The Stack Overflow 2025 survey puts numbers to this: 84% of developers use AI tools, but only 33% trust the output. A 51-point gap between adoption and confidence. The more people use AI, the less they trust it. Experienced developers trust it least.
And here’s the part that doesn’t get enough attention: # of humans << # of AIs. The number of agents producing output grows with compute. The number of humans available to verify that output stays fixed. Every new agent, every new workflow, every new automation draws down the same finite pool of human attention.
This framing came up when I brought up the topic with a colleague at work — thank you Francisco Arceo for the conversation that sharpened the thinking here.
The measurability gap
The paper introduces a concept called the “measurability gap.” Tasks that are quantifiable get automated first. What’s left are the tasks that require judgment, context, and liability: what the authors call n-hard or n-legal processes.
The dangerous part isn’t that AI produces wrong answers. It’s that the wrong answers look right. CIO.com described it well: “Almost-right code is insidious. It compiles. It runs. It passes the basic unit tests. But it contains subtle logical flaws or edge-case failures that aren’t immediately obvious.” Finding the omission in 100 lines of AI-generated code is harder than writing the 100 lines yourself.
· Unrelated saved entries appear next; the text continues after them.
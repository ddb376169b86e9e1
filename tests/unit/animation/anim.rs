use super::*;

fn ramp() -> Keyframes<f64> {
    Keyframes::new(vec![Keyframe::new(0.0, 0.0), Keyframe::new(10.0, 10.0)]).unwrap()
}

#[test]
fn linear_interpolates_between_keys() {
    let kf = ramp();
    assert_eq!(kf.sample(Frame(5.0)), 5.0);
    assert_eq!(kf.sample(Frame(2.5)), 2.5);
}

#[test]
fn sampling_clamps_outside_key_range() {
    let kf = ramp();
    assert_eq!(kf.sample(Frame(-3.0)), 0.0);
    assert_eq!(kf.sample(Frame(30.0)), 10.0);
}

#[test]
fn hold_key_is_constant_until_next_key() {
    let kf = Keyframes::new(vec![
        Keyframe::new(0.0, 1.0).held(),
        Keyframe::new(10.0, 3.0),
    ])
    .unwrap();
    assert_eq!(kf.sample(Frame(9.9)), 1.0);
    assert_eq!(kf.sample(Frame(10.0)), 3.0);
}

#[test]
fn unsorted_or_empty_keys_are_rejected() {
    assert!(Keyframes::<f64>::new(vec![]).is_err());
    assert!(
        Keyframes::new(vec![Keyframe::new(5.0, 1.0), Keyframe::new(1.0, 2.0)]).is_err()
    );
}

#[test]
fn deserialized_keys_are_validated() {
    assert!(serde_json::from_str::<Keyframes<f64>>(r#"{"keys":[]}"#).is_err());
    assert!(
        serde_json::from_str::<Keyframes<f64>>(
            r#"{"keys":[{"frame":5.0,"value":1.0},{"frame":1.0,"value":2.0}]}"#
        )
        .is_err()
    );

    let kf: Keyframes<f64> =
        serde_json::from_str(r#"{"keys":[{"frame":0.0,"value":0.0},{"frame":10.0,"value":10.0}]}"#)
            .unwrap();
    assert_eq!(kf.sample(Frame(5.0)), 5.0);
    assert_eq!(kf.keys().count(), 2);
}

#[test]
fn serialized_keys_keep_their_order() {
    let json = serde_json::to_value(ramp()).unwrap();
    let frames: Vec<f64> = json["keys"]
        .as_array()
        .unwrap()
        .iter()
        .map(|k| k["frame"].as_f64().unwrap())
        .collect();
    assert_eq!(frames, vec![0.0, 10.0]);
}

#[test]
fn single_key_samples_everywhere() {
    let kf = Keyframes::constant(4.0);
    assert!(kf.is_static());
    assert_eq!(kf.sample(Frame(-1.0)), 4.0);
    assert_eq!(kf.sample(Frame(100.0)), 4.0);
}

#[test]
fn color_lerp_is_channelwise() {
    let c = Color::lerp(&Color::BLACK, &Color::WHITE, 0.5);
    assert_eq!(c, Color::rgba(0.5, 0.5, 0.5, 1.0));
}

#[test]
fn bezpath_lerp_moves_vertices() {
    let mut a = BezPath::new();
    a.move_to((0.0, 0.0));
    a.line_to((10.0, 0.0));
    let mut b = BezPath::new();
    b.move_to((0.0, 10.0));
    b.line_to((20.0, 10.0));

    let mid = BezPath::lerp(&a, &b, 0.5);
    let mut expected = BezPath::new();
    expected.move_to((0.0, 5.0));
    expected.line_to((15.0, 5.0));
    assert_eq!(mid, expected);
}

#[test]
fn bezpath_lerp_with_mismatched_structure_holds() {
    let mut a = BezPath::new();
    a.move_to((0.0, 0.0));
    a.line_to((10.0, 0.0));
    let mut b = BezPath::new();
    b.move_to((0.0, 0.0));
    b.quad_to((5.0, 5.0), (10.0, 0.0));

    assert_eq!(BezPath::lerp(&a, &b, 0.5), a);
}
The METR randomized controlled trial found experienced developers using AI tools took 19% longer than without AI. Before the study, they predicted AI would make them 24% faster. After experiencing the slowdown, they still believed it had sped them up by 20%. A 39-point perception gap.
The HBR study from UC Berkeley tracked 40 workers over 8 months and found the same pattern: in micro-moments, people described momentum. When they stepped back, they described feeling busier, more stretched, less able to disconnect. 62% of associates reported burnout. AI didn’t reduce work. It intensified it.
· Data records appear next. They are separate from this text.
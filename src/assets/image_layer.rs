use std::sync::Arc;

use crate::{assets::decode::PreparedImage, foundation::core::Size};

/// Index of an image layer within its scene.
#[derive(Clone, Copy, Debug, PartialEq, Eq, Hash, PartialOrd, Ord)]
pub struct ImageLayerId(pub u32);

/// Decoded image layer.
#[derive(Clone, Debug, PartialEq, serde::Serialize, serde::Deserialize)]
pub struct ImageLayerModel {
    /// Layer name.
    pub name: String,
    /// Id of the image asset this layer shows.
    pub reference_id: String,
}

/// Double-sided material the image is shown through.
#[derive(Clone, Debug, Default, PartialEq)]
pub struct ImageMaterial {
    /// Diffuse contents; empty until an image is assigned.
    pub diffuse: Option<Arc<PreparedImage>>,
    /// Both faces are drawn.
    pub double_sided: bool,
}

/// Layer showing one externally supplied image.
///
/// The image is only assigned through [`crate::assets::provider::LayerImageProvider`] on the
/// render thread.
#[derive(Clone, Debug)]
pub struct ImageCompositionLayer {
    id: ImageLayerId,
    name: String,
    reference_id: String,
    size: Size,
    image: Option<Arc<PreparedImage>>,
    material: ImageMaterial,
}

impl ImageCompositionLayer {
    /// Layer `id` for `model`, sized to the composition.
    pub fn new(id: ImageLayerId, model: ImageLayerModel, size: Size) -> Self {
        Self {
            id,
            name: model.name,
            reference_id: model.reference_id,
            size,
            image: None,
            material: ImageMaterial {
                diffuse: None,
                double_sided: true,
            },
        }
    }

    /// Scene index.
    pub fn id(&self) -> ImageLayerId {
        self.id
    }

    /// Layer name.
    pub fn name(&self) -> &str {
        &self.name
    }

    /// Referenced asset id.
    pub fn reference_id(&self) -> &str {
        &self.reference_id
    }

    /// Composition size.
    pub fn size(&self) -> Size {
        self.size
    }

    /// Assigned image, if any.
    pub fn image(&self) -> Option<&Arc<PreparedImage>> {
        self.image.as_ref()
    }

    /// Material the image is shown through.
    pub fn material(&self) -> &ImageMaterial {
        &self.material
    }

    pub(crate) fn set_image(&mut self, image: Option<Arc<PreparedImage>>) {
        self.material.diffuse = image.clone();
        self.image = image;
    }
}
Hollow economy vs. augmented economy
The paper’s central warning: without verification infrastructure, the market drifts toward a “Hollow Economy.” Explosive measured activity, fundamentally hollowed-out human control. GDP goes up. Understanding goes down.
The alternative they describe is an “Augmented Economy” where verification scales alongside automation. This means treating verification as a primary production technology, not a compliance checkbox. Cryptographic provenance, liability underwriting, evaluation records, audit trails. The ability to insure outcomes, not just generate them.
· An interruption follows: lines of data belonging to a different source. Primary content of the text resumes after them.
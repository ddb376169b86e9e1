//! Image assets: decoding, image layers, and provider binding.

/// Raster decode and SVG rasterization.
pub mod decode;
/// Image composition layers.
pub mod image_layer;
/// Image providers and the layer binding.
pub mod provider;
One failure mode stands out: the expertise decay loop. Routine tasks automate, entry-level positions disappear. Those positions were the training ground for future expert verifiers. The system gradually undermines its own capacity to check itself.
Where this leaves us
The paper’s framing: intent → execution → verification. Humans set intent. Machines execute. Humans verify and underwrite responsibility.
Compute gets cheaper every quarter. Human attention does not. Every organization deploying AI at scale is finding this out firsthand. Not because they read a paper, but because their review queues are backing up, their senior engineers spend more time reading generated code than writing their own, and their confidence in what shipped last Tuesday is lower than it was a year ago.
The cost of AI productivity isn’t measured in compute. It’s measured in the attention of the people who still have to decide whether the output is worth trusting.